Work request
Each line below should be repeated exactly as it stands.

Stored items
☆ ☆ ☆ ☆

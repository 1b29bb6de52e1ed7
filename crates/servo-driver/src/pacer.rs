//! 周期节拍器
//!
//! 引擎本身从不节流 `synchronize()`，节拍由调用方决定。
//! `CyclePacer` 给需要固定周期的调用方提供绝对锚点睡眠：
//! 每次都睡到 `anchor + k × period`，自动扣除本周期耗时操作的时间，
//! 不会像 `sleep(period)` 那样累积漂移。

use std::time::{Duration, Instant};
use tracing::warn;

/// 绝对锚点节拍器
#[derive(Debug)]
pub struct CyclePacer {
    period: Duration,
    next_tick: Instant,
    overruns: u64,
}

impl CyclePacer {
    pub fn new(period: Duration) -> Self {
        Self {
            period,
            next_tick: Instant::now(),
            overruns: 0,
        }
    }

    pub fn period(&self) -> Duration {
        self.period
    }

    /// 睡眠到下一个锚点
    ///
    /// 返回 `false` 表示本周期超时（overrun），此时不睡眠并把锚点重置为当前时间。
    pub fn wait(&mut self) -> bool {
        self.next_tick += self.period;
        let now = Instant::now();
        if self.next_tick > now {
            spin_sleep::sleep(self.next_tick - now);
            true
        } else {
            self.overruns += 1;
            warn!(
                "Cycle overrun: {:?} behind schedule (period {:?}), resetting anchor",
                now.duration_since(self.next_tick),
                self.period
            );
            self.next_tick = now;
            false
        }
    }

    /// 以当前时间重新设定锚点
    pub fn reset(&mut self) {
        self.next_tick = Instant::now();
    }

    pub fn overruns(&self) -> u64 {
        self.overruns
    }
}

/// 把当前线程提升为实时优先级
///
/// 需要 `realtime` feature；Linux 上通常需要 `CAP_SYS_NICE`。
/// 返回是否成功，失败只记录警告。
#[cfg(feature = "realtime")]
pub fn promote_current_thread() -> bool {
    use thread_priority::{ThreadPriority, set_current_thread_priority};

    match set_current_thread_priority(ThreadPriority::Max) {
        Ok(_) => {
            tracing::info!("Cycle thread priority set to MAX (realtime)");
            true
        },
        Err(e) => {
            warn!(
                "Failed to set cycle thread priority: {:?}. \
                 On Linux, you may need to run with CAP_SYS_NICE or use rtkit.",
                e
            );
            false
        },
    }
}

#[cfg(not(feature = "realtime"))]
pub fn promote_current_thread() -> bool {
    tracing::debug!("realtime feature disabled, keeping default thread priority");
    false
}
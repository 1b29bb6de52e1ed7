//! 驱动层错误类型定义

use servo_protocol::FaultCode;
use std::time::Duration;
use thiserror::Error;

/// 驱动层错误类型
#[derive(Error, Debug, Clone, PartialEq)]
pub enum DriverError {
    /// 通道建立超时
    #[error("Controller channel not established within {timeout:?}")]
    ConnectTimeout { timeout: Duration },

    /// 周期交换超时（控制器未在期限内应答）
    #[error("No controller reply for cycle {sequence} within {timeout:?}")]
    ExchangeTimeout { sequence: u64, timeout: Duration },

    /// 通道已断开
    #[error("Controller channel disconnected")]
    Disconnected,

    /// 交换被取消（另一线程发起了停止）
    #[error("Exchange cancelled")]
    Cancelled,

    /// 畸形应答
    #[error("Malformed controller response: {0}")]
    Malformed(String),

    /// 控制器报告故障
    #[error("Controller reported fault {0}")]
    ControllerFault(FaultCode),

    /// 其他传输层错误
    #[error("Transport error: {0}")]
    Transport(String),
}

impl DriverError {
    /// 是否为超时类错误
    pub fn is_timeout(&self) -> bool {
        matches!(
            self,
            DriverError::ConnectTimeout { .. } | DriverError::ExchangeTimeout { .. }
        )
    }
}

☆ ☆ ☆ ☆

Task solution
repository 1b29bb6de52e1ed7
filename crates/servo-driver/src/pacer.rs
//! 周期节拍器
//!
//! 引擎本身从不节流 `synchronize()`，节拍由调用方决定。
//! `CyclePacer` 给需要固定周期的调用方提供绝对锚点睡眠：
//! 每次都睡到 `anchor + k × period`，自动扣除本周期耗时操作的时间，
//! 不会像 `sleep(period)` 那样累积漂移。

use std::time::{Duration, Instant};
use tracing::warn;

/// 绝对锚点节拍器
#[derive(Debug)]
pub struct CyclePacer {
    period: Duration,
    next_tick: Instant,
    overruns: u64,
}

impl CyclePacer {
    pub fn new(period: Duration) -> Self {
        Self {
            period,
            next_tick: Instant::now(),
            overruns: 0,
        }
    }

    pub fn period(&self) -> Duration {
        self.period
    }

    /// 睡眠到下一个锚点
    ///
    /// 返回 `false` 表示本周期超时（overrun），此时不睡眠并把锚点重置为当前时间。
    pub fn wait(&mut self) -> bool {
        self.next_tick += self.period;
        let now = Instant::now();
        if self.next_tick > now {
            spin_sleep::sleep(self.next_tick - now);
            true
        } else {
            self.overruns += 1;
            warn!(
                "Cycle overrun: {:?} behind schedule (period {:?}), resetting anchor",
                now.duration_since(self.next_tick),
                self.period
            );
            self.next_tick = now;
            false
        }
    }

    /// 以当前时间重新设定锚点
    pub fn reset(&mut self) {
        self.next_tick = Instant::now();
    }

    pub fn overruns(&self) -> u64 {
        self.overruns
    }
}

/// 把当前线程提升为实时优先级
///
/// 需要 `realtime` feature；Linux 上通常需要 `CAP_SYS_NICE`。
/// 返回是否成功，失败只记录警告。
#[cfg(feature = "realtime")]
pub fn promote_current_thread() -> bool {
    use thread_priority::{ThreadPriority, set_current_thread_priority};

    match set_current_thread_priority(ThreadPriority::Max) {
        Ok(_) => {
            tracing::info!("Cycle thread priority set to MAX (realtime)");
            true
        },
        Err(e) => {
            warn!(
                "Failed to set cycle thread priority: {:?}. \
                 On Linux, you may need to run with CAP_SYS_NICE or use rtkit.",
                e
            );
            false
        },
    }
}

#[cfg(not(feature = "realtime"))]
pub fn promote_current_thread() -> bool {
    tracing::debug!("realtime feature disabled, keeping default thread priority");
    false
}
repository 1b29bb6de52e1ed7
//! 驱动层错误类型定义

use servo_protocol::FaultCode;
use std::time::Duration;
use thiserror::Error;

/// 驱动层错误类型
#[derive(Error, Debug, Clone, PartialEq)]
pub enum DriverError {
    /// 通道建立超时
    #[error("Controller channel not established within {timeout:?}")]
    ConnectTimeout { timeout: Duration },

    /// 周期交换超时（控制器未在期限内应答）
    #[error("No controller reply for cycle {sequence} within {timeout:?}")]
    ExchangeTimeout { sequence: u64, timeout: Duration },

    /// 通道已断开
    #[error("Controller channel disconnected")]
    Disconnected,

    /// 交换被取消（另一线程发起了停止）
    #[error("Exchange cancelled")]
    Cancelled,

    /// 畸形应答
    #[error("Malformed controller response: {0}")]
    Malformed(String),

    /// 控制器报告故障
    #[error("Controller reported fault {0}")]
    ControllerFault(FaultCode),

    /// 其他传输层错误
    #[error("Transport error: {0}")]
    Transport(String),
}

impl DriverError {
    /// 是否为超时类错误
    pub fn is_timeout(&self) -> bool {
        matches!(
            self,
            DriverError::ConnectTimeout { .. } | DriverError::ExchangeTimeout { .. }
        )
    }
}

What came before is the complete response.